Member Article

Sediment Ponds



3 years ago, during a very wet February, we dug 3 sediment ponds along a ditch that feeds into our village pond. The pond feeds the lake and the lake feeds the river Dun.

There were two reasons for doing this:

  1. The village occasionally floods and in 2016 six houses woke to find that Santa had delivered a foot of water and sludge into their homes on Christmas eve rather than an early stocking filler.
  2. In intense periods of heavy rain, the pond would turn brown with silt, washed down stream off farm land and eventually out into the Dun.

Our Design

We dug a reservoir for the water and then put a thick woody dam in the ditch line. The water backed up against the dam and started to back fill the ditch. Five metres back from the dam we put and entry point into the sediment pond with a low entry point (about half the depth of the ditch). We put a spillway at the end of the pond with a high exit point (about 5cm below the height of the top of our woody dam). The idea is that the water backs up and floods into the pond. It is trapped here until the pond is full and it leaves slowly through a spillway back into the ditch.
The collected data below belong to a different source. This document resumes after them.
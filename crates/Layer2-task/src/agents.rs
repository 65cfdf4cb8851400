//! Agent Registry - the directory of executors tasks may be attributed to
//!
//! Agents are looked up by their store-assigned numeric id. Tasks carry the
//! id as an opaque string and are never checked against this directory.

use std::sync::Arc;
use tasktrack_foundation::{Agent, AgentStore, Clock, Error, NewAgent, Result};
use tracing::debug;

/// Longest accepted agent name, in characters
pub const MAX_AGENT_NAME: usize = 100;

pub struct AgentRegistry {
    store: Arc<dyn AgentStore>,
    clock: Arc<dyn Clock>,
}

impl AgentRegistry {
    pub fn new(store: Arc<dyn AgentStore>, clock: Arc<dyn Clock>) -> Self {
        Self { store, clock }
    }

    /// Register a new agent in `inactive` status
    pub async fn register(
        &self,
        name: impl Into<String>,
        description: Option<String>,
    ) -> Result<Agent> {
        let name = name.into();
        if name.trim().is_empty() {
            return Err(Error::InvalidInput("name cannot be empty".into()));
        }
        if name.chars().count() > MAX_AGENT_NAME {
            return Err(Error::InvalidInput(format!(
                "name cannot exceed {} characters",
                MAX_AGENT_NAME
            )));
        }

        let agent = self
            .store
            .insert_agent(NewAgent::new(name, description, self.clock.now()))
            .await?;
        debug!(agent_id = agent.id, name = %agent.name, "Agent registered");
        Ok(agent)
    }

    pub async fn get(&self, id: i64) -> Result<Agent> {
        self.store
            .get_agent(id)
            .await?
            .ok_or_else(|| not_found(id))
    }

    pub async fn list(&self, skip: usize, limit: usize) -> Result<Vec<Agent>> {
        self.store.list_agents(skip, limit).await
    }

    /// Mark the agent active as of now
    pub async fn heartbeat(&self, id: i64) -> Result<Agent> {
        let agent = self
            .store
            .heartbeat(id, self.clock.now())
            .await?
            .ok_or_else(|| not_found(id))?;
        debug!(agent_id = id, "Agent heartbeat");
        Ok(agent)
    }

    pub async fn remove(&self, id: i64) -> Result<()> {
        if !self.store.delete_agent(id).await? {
            return Err(not_found(id));
        }
        debug!(agent_id = id, "Agent removed");
        Ok(())
    }
}

fn not_found(id: i64) -> Error {
    Error::NotFound(format!("Agent {} not found", id))
}

#[cfg(test)]
mod tests {
    use super::*;
    use chrono::{DateTime, TimeZone, Utc};
    use parking_lot::Mutex;
    use tasktrack_foundation::{AgentStatus, MemoryStore};

    /// Clock the test moves by hand
    struct ManualClock(Mutex<DateTime<Utc>>);

    impl ManualClock {
        fn at(secs: i64) -> Arc<Self> {
            Arc::new(Self(Mutex::new(Utc.timestamp_opt(secs, 0).unwrap())))
        }

        fn advance(&self, secs: i64) {
            let mut now = self.0.lock();
            *now += chrono::Duration::seconds(secs);
        }
    }

    impl Clock for ManualClock {
        fn now(&self) -> DateTime<Utc> {
            *self.0.lock()
        }
    }

    fn registry(clock: Arc<ManualClock>) -> AgentRegistry {
        AgentRegistry::new(Arc::new(MemoryStore::new()), clock)
    }

    #[tokio::test]
    async fn test_register_and_heartbeat() {
        let clock = ManualClock::at(1_700_000_000);
        let agents = registry(clock.clone());

        let agent = agents
            .register("builder", Some("runs builds".into()))
            .await
            .unwrap();
        assert_eq!(agent.status, AgentStatus::Inactive);
        assert!(agent.last_heartbeat.is_none());

        clock.advance(30);
        let beat = agents.heartbeat(agent.id).await.unwrap();
        assert_eq!(beat.status, AgentStatus::Active);
        assert_eq!(beat.last_heartbeat, Some(clock.now()));
        assert_eq!(beat.created_at, agent.created_at);
        assert_eq!(agents.get(agent.id).await.unwrap(), beat);
    }

    #[tokio::test]
    async fn test_duplicate_and_bad_names_rejected() {
        let agents = registry(ManualClock::at(0));
        agents.register("builder", None).await.unwrap();

        let dup = agents.register("builder", None).await.unwrap_err();
        assert!(matches!(dup, Error::InvalidInput(ref m) if m == "Agent name already exists"));

        assert!(matches!(
            agents.register("  ", None).await.unwrap_err(),
            Error::InvalidInput(_)
        ));
        assert!(matches!(
            agents.register("x".repeat(101), None).await.unwrap_err(),
            Error::InvalidInput(_)
        ));
        assert!(agents.register("x".repeat(100), None).await.is_ok());
    }

    #[tokio::test]
    async fn test_unknown_agent_is_not_found() {
        let agents = registry(ManualClock::at(0));

        assert!(agents.get(7).await.unwrap_err().is_not_found());
        assert!(agents.heartbeat(7).await.unwrap_err().is_not_found());
        assert!(agents.remove(7).await.unwrap_err().is_not_found());
    }

    #[tokio::test]
    async fn test_remove_then_list() {
        let agents = registry(ManualClock::at(0));
        let a = agents.register("a", None).await.unwrap();
        let b = agents.register("b", None).await.unwrap();

        agents.remove(a.id).await.unwrap();

        let listed = agents.list(0, 10).await.unwrap();
        assert_eq!(listed, vec![b]);
    }
}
The photo on the left shows the state of the sediment pond on Friday 2nd October, just as it started to rain. We had 112 mm of rain over the weekend at by Monday 5th October this is how the pond looked -

Without doubt four and a half inches of rain in 2 days would have caused flooding within the village. Rather kindly, I had the message below from a person in the village whose garden and drive at times have suffered from flooding.

The second part of the story is the colour of the water coming in and the water leaving.

Silty brown water in the ditch as it enters the sediment pond

Crystal clean water as it leaves the spillway and returns to the ditch

There are a further 2 ponds down stream which help filter and slow the water in the same fashion in order to reduce the risk of flood and soil sediment getting to the river.